I had a contract submitted for $135 a point with a completely stripped contract for August and the mouse snatched it right up.  You might get lucky with a Feb. use year since there seem to be so many on the market.


----------



## Troy821

Ecstatic Eeyore said:


> I had a contract submitted for $135 a point with a completely stripped contract for August and the mouse snatched it right up.  You might get lucky with a Feb. use year since there seem to be so many on the market.

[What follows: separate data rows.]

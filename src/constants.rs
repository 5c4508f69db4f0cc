use crate::types::{CharacterKind, EnemyKind, EnemyVariant, RangedAttackType};

pub const MAP_WIDTH: i32 = 40;
pub const MAP_HEIGHT: i32 = 24;
pub const VISION_RADIUS: i32 = 5;
pub const MAX_FLOOR: i32 = 20;

pub const PLAYER_BASE_HP: i32 = 25;
pub const PLAYER_BASE_ATTACK: i32 = 10;
pub const PLAYER_BASE_DEFENSE: i32 = 2;

pub const POTION_HEAL_VALUE: i32 = 10;
pub const FLOOR_SCORE_BONUS: i32 = 100;
pub const VICTORY_SCORE_BONUS: i32 = 1_000;

pub const PATHFIND_MAX_DISTANCE: i32 = 20;
pub const PATHFIND_BUDGET_PER_TURN: usize = 5;

pub const MAP_GEN_ROOM_ATTEMPTS: usize = 100;
pub const MAP_GEN_RETRIES: usize = 8;

pub const MOVE_THROTTLE_MS: u64 = 80;
pub const ATTACK_THROTTLE_MS: u64 = 400;
pub const MAX_PENDING_MESSAGES: usize = 5;
pub const MAX_IN_FLIGHT_MESSAGES: usize = 3;

pub const IDLE_EVICT_AFTER_SECS: u64 = 5 * 60;
pub const IDLE_SWEEP_INTERVAL_SECS: u64 = 60;
pub const GAME_TTL_MS: u64 = 7 * 24 * 60 * 60 * 1_000;

pub fn xp_to_next_level(level: i32) -> i32 {
    level * 50
}

/// (hp, attack, defense, xp) before variant scaling.
pub fn enemy_base_stats(kind: EnemyKind) -> (i32, i32, i32, i32) {
    match kind {
        EnemyKind::Rat => (6, 4, 0, 8),
        EnemyKind::Skeleton => (15, 8, 2, 30),
        EnemyKind::Orc => (25, 13, 4, 60),
        EnemyKind::Dragon => (45, 20, 8, 200),
    }
}

pub fn enemy_score(kind: EnemyKind) -> i32 {
    match kind {
        EnemyKind::Rat => 10,
        EnemyKind::Skeleton => 25,
        EnemyKind::Orc => 50,
        EnemyKind::Dragon => 200,
    }
}

pub fn enemy_kind_name(kind: EnemyKind) -> &'static str {
    match kind {
        EnemyKind::Rat => "Rat",
        EnemyKind::Skeleton => "Skeleton",
        EnemyKind::Orc => "Orc",
        EnemyKind::Dragon => "Dragon",
    }
}

/// (hp, attack, defense, xp) multipliers.
pub fn variant_multipliers(variant: EnemyVariant) -> (f32, f32, f32, f32) {
    match variant {
        EnemyVariant::Normal => (1.0, 1.0, 1.0, 1.0),
        EnemyVariant::Elite => (1.5, 1.5, 1.2, 2.5),
        EnemyVariant::Champion => (2.5, 1.8, 1.5, 4.0),
    }
}

pub fn variant_name_prefix(variant: EnemyVariant) -> &'static str {
    match variant {
        EnemyVariant::Normal => "",
        EnemyVariant::Elite => "Elite ",
        EnemyVariant::Champion => "Champion ",
    }
}

pub fn champion_chance(floor: i32) -> f32 {
    (((floor - 1) as f32) * 0.04).clamp(0.0, 0.20)
}

pub fn elite_chance(floor: i32) -> f32 {
    (0.10 + floor as f32 * 0.05).clamp(0.0, 0.40)
}

const ENEMY_KIND_LADDER: [EnemyKind; 4] = [
    EnemyKind::Rat,
    EnemyKind::Skeleton,
    EnemyKind::Orc,
    EnemyKind::Dragon,
];

/// Enemy kinds allowed to spawn on a floor: the ladder unlocks one kind
/// every third floor.
pub fn permitted_enemy_kinds(floor: i32) -> &'static [EnemyKind] {
    let count = (1 + floor / 3).clamp(1, 4) as usize;
    &ENEMY_KIND_LADDER[..count]
}

/// (base damage, base range) of the character's ranged attack.
pub fn ranged_profile(character: CharacterKind) -> (i32, i32) {
    match character {
        CharacterKind::Dwarf => (3, 2),
        CharacterKind::Bandit => (6, 3),
        CharacterKind::Elf => (6, 3),
        CharacterKind::Wizard => (7, 4),
    }
}

pub fn ranged_attack_type(character: CharacterKind) -> RangedAttackType {
    match character {
        CharacterKind::Dwarf => RangedAttackType::Dagger,
        CharacterKind::Elf => RangedAttackType::MagicDagger,
        CharacterKind::Bandit => RangedAttackType::Bolt,
        CharacterKind::Wizard => RangedAttackType::Spell,
    }
}

#[cfg(test)]
mod tests {
    use super::*;

    #[test]
    fn enemy_ladder_unlocks_by_floor() {
        assert_eq!(permitted_enemy_kinds(1), &[EnemyKind::Rat]);
        assert_eq!(permitted_enemy_kinds(2), &[EnemyKind::Rat]);
        assert_eq!(
            permitted_enemy_kinds(3),
            &[EnemyKind::Rat, EnemyKind::Skeleton]
        );
        assert_eq!(
            permitted_enemy_kinds(6),
            &[EnemyKind::Rat, EnemyKind::Skeleton, EnemyKind::Orc]
        );
        assert_eq!(permitted_enemy_kinds(9).len(), 4);
        assert_eq!(permitted_enemy_kinds(20).len(), 4);
    }

    #[test]
    fn variant_chances_are_clamped() {
        assert_eq!(champion_chance(1), 0.0);
        assert!((champion_chance(3) - 0.08).abs() < 1e-6);
        assert_eq!(champion_chance(20), 0.20);
        assert!((elite_chance(1) - 0.15).abs() < 1e-6);
        assert_eq!(elite_chance(20), 0.40);
    }

    #[test]
    fn leveling_formula_is_linear() {
        assert_eq!(xp_to_next_level(1), 50);
        assert_eq!(xp_to_next_level(7), 350);
    }
}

I didn't think use year mattered to Disney anymore since they could make the points whatever use year they wanted?


----------



## Pluto 32

Troy821 said:


> I didn't think use year mattered to Disney anymore since they could make the points whatever use year they wanted?


How does that work?


----------



## Troy821

Pluto 32 said:


> How does that work?


https://dvcnews.com/index.php/dvc-p...ey-greater-flexibility-in-assigning-use-years


----------



## The Jackal

Pluto 32 said:


> How does that work?


DVC can buy back any contract and resell it. Before they had to keep the use year the same. They changed how it had to remain the same and can now change it to any use year they decide. So if you want to buy direct June use year, they can buy back any use year and change it to June when they sell it to you.


----------



## ScubaCat

Troy821 said:


> https://dvcnews.com/index.php/dvc-p...ey-greater-flexibility-in-assigning-use-years



That article was posted on April 16th.  I vaguely recall someone mentioning that prior, but I just can't place when, where, or who that was?!  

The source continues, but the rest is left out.